§ DATA TO PROCESS
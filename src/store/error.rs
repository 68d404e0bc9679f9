// Copyright 2025 Ojima Abraham
// SPDX-License-Identifier: Apache-2.0

//! Store error types.

/// Errors that can occur in ordered-store operations.
#[derive(Debug, thiserror::Error)]
pub enum StoreError {
    #[error("sqlite error: {0}")]
    Sqlite(#[from] rusqlite::Error),

    #[error("io error: {0}")]
    Io(#[from] std::io::Error),

    #[error("storage corruption: {0}")]
    Corruption(String),
}
// Copyright 2025 Ojima Abraham
// SPDX-License-Identifier: Apache-2.0

//! The 80-bit versionstamp type.

use std::fmt;
use std::str::FromStr;

/// Number of hex digits in a rendered versionstamp.
const HEX_WIDTH: usize = 20;

/// Mask selecting the lower 80 bits.
const BITS_MASK: u128 = (1 << 80) - 1;

/// Error returned when parsing a malformed versionstamp string.
#[derive(Debug, Clone, PartialEq, Eq, thiserror::Error)]
#[error("invalid versionstamp: expected 20 lowercase hex digits, got {0:?}")]
pub struct InvalidVersionstamp(pub String);

/// An 80-bit monotone logical timestamp assigned to writes.
///
/// Rendered as a 20-character lowercase hex string whose lexicographic
/// order matches numeric order. [`Versionstamp::ZERO`] sorts before any
/// stamp a clock can produce and means "before any write".
#[derive(Debug, Clone, Copy, PartialEq, Eq, PartialOrd, Ord, Hash, Default)]
pub struct Versionstamp(u128);

impl Versionstamp {
    /// The all-zero stamp, reserved as "before any write".
    pub const ZERO: Versionstamp = Versionstamp(0);

    /// Creates a stamp from raw bits, masked to 80 bits.
    #[inline]
    pub(crate) fn from_bits(bits: u128) -> Self {
        Self(bits & BITS_MASK)
    }

    /// Returns the stamp's numeric value.
    #[inline]
    pub fn bits(&self) -> u128 {
        self.0
    }

    /// Returns true if this is the reserved zero stamp.
    #[inline]
    pub fn is_zero(&self) -> bool {
        self.0 == 0
    }
}

impl fmt::Display for Versionstamp {
    fn fmt(&self, f: &mut fmt::Formatter<'_>) -> fmt::Result {
        write!(f, "{:020x}", self.0)
    }
}

impl FromStr for Versionstamp {
    type Err = InvalidVersionstamp;

    fn from_str(s: &str) -> Result<Self, Self::Err> {
        if s.len() != HEX_WIDTH
            || !s
                .bytes()
                .all(|b| b.is_ascii_digit() || (b'a'..=b'f').contains(&b))
        {
            return Err(InvalidVersionstamp(s.to_string()));
        }
        let bits =
            u128::from_str_radix(s, 16).map_err(|_| InvalidVersionstamp(s.to_string()))?;
        Ok(Versionstamp(bits))
    }
}

#[cfg(test)]
mod tests {
    use super::*;

    #[test]
    fn test_zero_renders_as_twenty_zeros() {
        assert_eq!(Versionstamp::ZERO.to_string(), "0".repeat(20));
        assert!(Versionstamp::ZERO.is_zero());
    }

    #[test]
    fn test_display_is_zero_padded_lowercase() {
        let vs = Versionstamp::from_bits(0xdead_beef);
        assert_eq!(vs.to_string(), "000000000000deadbeef");
    }

    #[test]
    fn test_parse_roundtrip() {
        let vs = Versionstamp::from_bits(0x0123_4567_89ab_cdef_0011);
        let parsed: Versionstamp = vs.to_string().parse().unwrap();
        assert_eq!(parsed, vs);
    }

    #[test]
    fn test_parse_rejects_bad_input() {
        for s in ["", "short", "0".repeat(19).as_str(), "0".repeat(21).as_str()] {
            assert!(s.parse::<Versionstamp>().is_err(), "{s:?}");
        }
        // Uppercase hex is not a valid rendering.
        assert!("0000000000000000000A".parse::<Versionstamp>().is_err());
        assert!("0000000000000000000g".parse::<Versionstamp>().is_err());
    }

    #[test]
    fn test_from_bits_masks_to_80_bits() {
        let vs = Versionstamp::from_bits(u128::MAX);
        assert_eq!(vs.bits(), (1 << 80) - 1);
        assert_eq!(vs.to_string(), "f".repeat(20));
    }

    #[test]
    fn test_lexicographic_order_matches_numeric() {
        let a = Versionstamp::from_bits(0x0f);
        let b = Versionstamp::from_bits(0x10);
        let c = Versionstamp::from_bits(0x100);
        assert!(a < b && b < c);
        assert!(a.to_string() < b.to_string());
        assert!(b.to_string() < c.to_string());
    }
}
// Copyright 2025 Ojima Abraham
// SPDX-License-Identifier: Apache-2.0

//! SQLite-backed ordered store.

use std::path::Path;

use parking_lot::Mutex;
use rusqlite::{params, Connection, OptionalExtension};
use tracing::{debug, trace};

use crate::version::Versionstamp;

use super::{OrderedStore, RangeScan, StoreEntry, StoreError, StoreOps};

const SCHEMA: &str = "
CREATE TABLE IF NOT EXISTS kv_store (
    key_hash     TEXT PRIMARY KEY,
    value        BLOB,
    versionstamp TEXT NOT NULL,
    expires_at   INTEGER
);
CREATE INDEX IF NOT EXISTS kv_store_expires_at
    ON kv_store (expires_at) WHERE expires_at IS NOT NULL;
CREATE INDEX IF NOT EXISTS kv_store_key_hash ON kv_store (key_hash);
";

const SQL_GET: &str = "
SELECT key_hash, value, versionstamp, expires_at FROM kv_store
WHERE key_hash = ?1 AND (expires_at IS NULL OR expires_at > ?2)";

const SQL_PUT: &str = "
INSERT INTO kv_store (key_hash, value, versionstamp, expires_at)
VALUES (?1, ?2, ?3, ?4)
ON CONFLICT (key_hash) DO UPDATE SET
    value = excluded.value,
    versionstamp = excluded.versionstamp,
    expires_at = excluded.expires_at";

const SQL_DELETE: &str = "DELETE FROM kv_store WHERE key_hash = ?1";

const SQL_RANGE_ASC: &str = "
SELECT key_hash, value, versionstamp, expires_at FROM kv_store
WHERE key_hash >= ?1 AND key_hash < ?2 AND key_hash <> ?3
  AND (expires_at IS NULL OR expires_at > ?4)
ORDER BY key_hash ASC LIMIT ?5";

const SQL_RANGE_DESC: &str = "
SELECT key_hash, value, versionstamp, expires_at FROM kv_store
WHERE key_hash >= ?1 AND key_hash < ?2 AND key_hash <> ?3
  AND (expires_at IS NULL OR expires_at > ?4)
ORDER BY key_hash DESC LIMIT ?5";

const SQL_DELETE_EXPIRED: &str =
    "DELETE FROM kv_store WHERE expires_at IS NOT NULL AND expires_at <= ?1";

type RawRow = (String, Vec<u8>, String, Option<i64>);

/// SQLite-backed ordered store.
///
/// One WAL-mode connection guarded by a mutex; transactions hold the guard
/// for their whole extent, so primitives inside a transaction body go
/// through the transaction handle rather than the store handle.
pub struct SqliteStore {
    conn: Mutex<Connection>,
}

impl SqliteStore {
    /// Opens a store at `path`, or an in-memory store when `path` is `None`.
    pub fn open(path: Option<&Path>) -> Result<Self, StoreError> {
        let conn = match path {
            Some(path) => Connection::open(path)?,
            None => Connection::open_in_memory()?,
        };

        // journal_mode is a query pragma: it answers with the mode in effect
        // (in-memory databases report "memory" and stay there).
        let journal_mode: String =
            conn.query_row("PRAGMA journal_mode = WAL", [], |row| row.get(0))?;
        conn.pragma_update(None, "synchronous", "NORMAL")?;
        conn.execute_batch(SCHEMA)?;

        debug!(?path, %journal_mode, "opened kv store");

        Ok(Self {
            conn: Mutex::new(conn),
        })
    }
}

fn decode_row((key_hash, value, versionstamp, expires_at): RawRow) -> Result<StoreEntry, StoreError> {
    let versionstamp = versionstamp
        .parse::<Versionstamp>()
        .map_err(|e| StoreError::Corruption(e.to_string()))?;
    Ok(StoreEntry {
        key_hash,
        value,
        versionstamp,
        expires_at,
    })
}

fn read_raw(row: &rusqlite::Row<'_>) -> rusqlite::Result<RawRow> {
    Ok((row.get(0)?, row.get(1)?, row.get(2)?, row.get(3)?))
}

fn get_row(conn: &Connection, key_hash: &str, now: i64) -> Result<Option<StoreEntry>, StoreError> {
    let mut stmt = conn.prepare_cached(SQL_GET)?;
    let raw = stmt
        .query_row(params![key_hash, now], read_raw)
        .optional()?;
    raw.map(decode_row).transpose()
}

fn put_row(
    conn: &Connection,
    key_hash: &str,
    value: &[u8],
    versionstamp: Versionstamp,
    expires_at: Option<i64>,
) -> Result<(), StoreError> {
    let mut stmt = conn.prepare_cached(SQL_PUT)?;
    stmt.execute(params![key_hash, value, versionstamp.to_string(), expires_at])?;
    Ok(())
}

fn delete_row(conn: &Connection, key_hash: &str) -> Result<(), StoreError> {
    let mut stmt = conn.prepare_cached(SQL_DELETE)?;
    stmt.execute(params![key_hash])?;
    Ok(())
}

fn range_rows(conn: &Connection, scan: &RangeScan<'_>) -> Result<Vec<StoreEntry>, StoreError> {
    let sql = if scan.reverse {
        SQL_RANGE_DESC
    } else {
        SQL_RANGE_ASC
    };
    let mut stmt = conn.prepare_cached(sql)?;
    let rows = stmt.query_map(
        params![
            scan.start_hash,
            scan.end_hash,
            scan.prefix_hash,
            scan.now,
            scan.limit as i64
        ],
        read_raw,
    )?;

    let mut entries = Vec::new();
    for raw in rows {
        entries.push(decode_row(raw?)?);
    }
    Ok(entries)
}

fn delete_expired_rows(conn: &Connection, now: i64) -> Result<u64, StoreError> {
    let mut stmt = conn.prepare_cached(SQL_DELETE_EXPIRED)?;
    let removed = stmt.execute(params![now])? as u64;
    if removed > 0 {
        trace!(removed, "swept expired rows");
    }
    Ok(removed)
}

impl StoreOps for SqliteStore {
    fn get(&self, key_hash: &str, now: i64) -> Result<Option<StoreEntry>, StoreError> {
        get_row(&self.conn.lock(), key_hash, now)
    }

    fn put(
        &self,
        key_hash: &str,
        value: &[u8],
        versionstamp: Versionstamp,
        expires_at: Option<i64>,
    ) -> Result<(), StoreError> {
        put_row(&self.conn.lock(), key_hash, value, versionstamp, expires_at)
    }

    fn delete(&self, key_hash: &str) -> Result<(), StoreError> {
        delete_row(&self.conn.lock(), key_hash)
    }

    fn range(&self, scan: &RangeScan<'_>) -> Result<Vec<StoreEntry>, StoreError> {
        range_rows(&self.conn.lock(), scan)
    }

    fn delete_expired(&self, now: i64) -> Result<u64, StoreError> {
        delete_expired_rows(&self.conn.lock(), now)
    }
}

/// Primitive surface of one open transaction.
struct SqliteTxn<'a> {
    conn: &'a Connection,
}

impl StoreOps for SqliteTxn<'_> {
    fn get(&self, key_hash: &str, now: i64) -> Result<Option<StoreEntry>, StoreError> {
        get_row(self.conn, key_hash, now)
    }

    fn put(
        &self,
        key_hash: &str,
        value: &[u8],
        versionstamp: Versionstamp,
        expires_at: Option<i64>,
    ) -> Result<(), StoreError> {
        put_row(self.conn, key_hash, value, versionstamp, expires_at)
    }

    fn delete(&self, key_hash: &str) -> Result<(), StoreError> {
        delete_row(self.conn, key_hash)
    }

    fn range(&self, scan: &RangeScan<'_>) -> Result<Vec<StoreEntry>, StoreError> {
        range_rows(self.conn, scan)
    }

    fn delete_expired(&self, now: i64) -> Result<u64, StoreError> {
        delete_expired_rows(self.conn, now)
    }
}

impl OrderedStore for SqliteStore {
    fn with_transaction<T, E, F>(&self, f: F) -> Result<T, E>
    where
        E: From<StoreError>,
        F: FnOnce(&dyn StoreOps) -> Result<T, E>,
    {
        let conn = self.conn.lock();
        conn.execute_batch("BEGIN IMMEDIATE")
            .map_err(|e| E::from(StoreError::from(e)))?;

        let txn = SqliteTxn { conn: &conn };
        match f(&txn) {
            Ok(value) => {
                conn.execute_batch("COMMIT")
                    .map_err(|e| E::from(StoreError::from(e)))?;
                Ok(value)
            }
            Err(err) => {
                // Rollback failure would mask the original error; the guard
                // drop releases the connection either way.
                let _ = conn.execute_batch("ROLLBACK");
                Err(err)
            }
        }
    }
}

§ PROBLEM DETAILS
Take the word "thiserror" and find each line of the material that contains it. Copy those lines.

§ ANSWER TO THE PROBLEM
#[derive(Debug, thiserror::Error)]
#[derive(Debug, Clone, PartialEq, Eq, thiserror::Error)]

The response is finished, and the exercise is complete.